//! # duowire
//!
//! The wire layer of a bidirectional RPC session: frames, deferred values,
//! structured errors, and the codecs that move them over one connection.
//!
//! ## Philosophy
//!
//! - **Decode late.** Parameters and results stay as raw bytes until the
//!   receiver knows what type it wants.
//! - **One connection, one format.** The format is fixed when the codec is
//!   built. There is no negotiation.
//! - **Fail at the boundary.** Unregistered types, oversized frames and bad
//!   input are reported as `CodecError`, never panics.

pub mod binary;
pub mod codec;
pub mod dynamic;
pub mod error;
pub mod format;
pub mod frame;
pub mod json;
mod kind;
pub mod registry;
pub mod value;
pub mod zero;

pub use binary::Binary;
pub use codec::Codec;
pub use dynamic::Dynamic;
pub use error::CodecError;
pub use error::ErrorCode;
pub use error::ErrorObject;
pub use format::Format;
pub use format::Framing;
pub use format::WireType;
pub use frame::Envelope;
pub use frame::Frame;
pub use frame::RequestFrame;
pub use frame::ResponseFrame;
pub use json::Json;
pub use registry::TypeRegistry;
pub use value::Deferred;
☆ ☆ ☆ ☆ ☆
- Directions -
Reproduce each line, exactly as it appears, from the one that contains "pub use dynamic::Dynamic;" through the last line of the records. Add no other lines.

- Expected answer -
pub use dynamic::Dynamic;
pub use error::CodecError;
pub use error::ErrorCode;
pub use error::ErrorObject;
pub use format::Format;
pub use format::Framing;
pub use format::WireType;
pub use frame::Envelope;
pub use frame::Frame;
pub use frame::RequestFrame;
pub use frame::ResponseFrame;
pub use json::Json;
pub use registry::TypeRegistry;
pub use value::Deferred;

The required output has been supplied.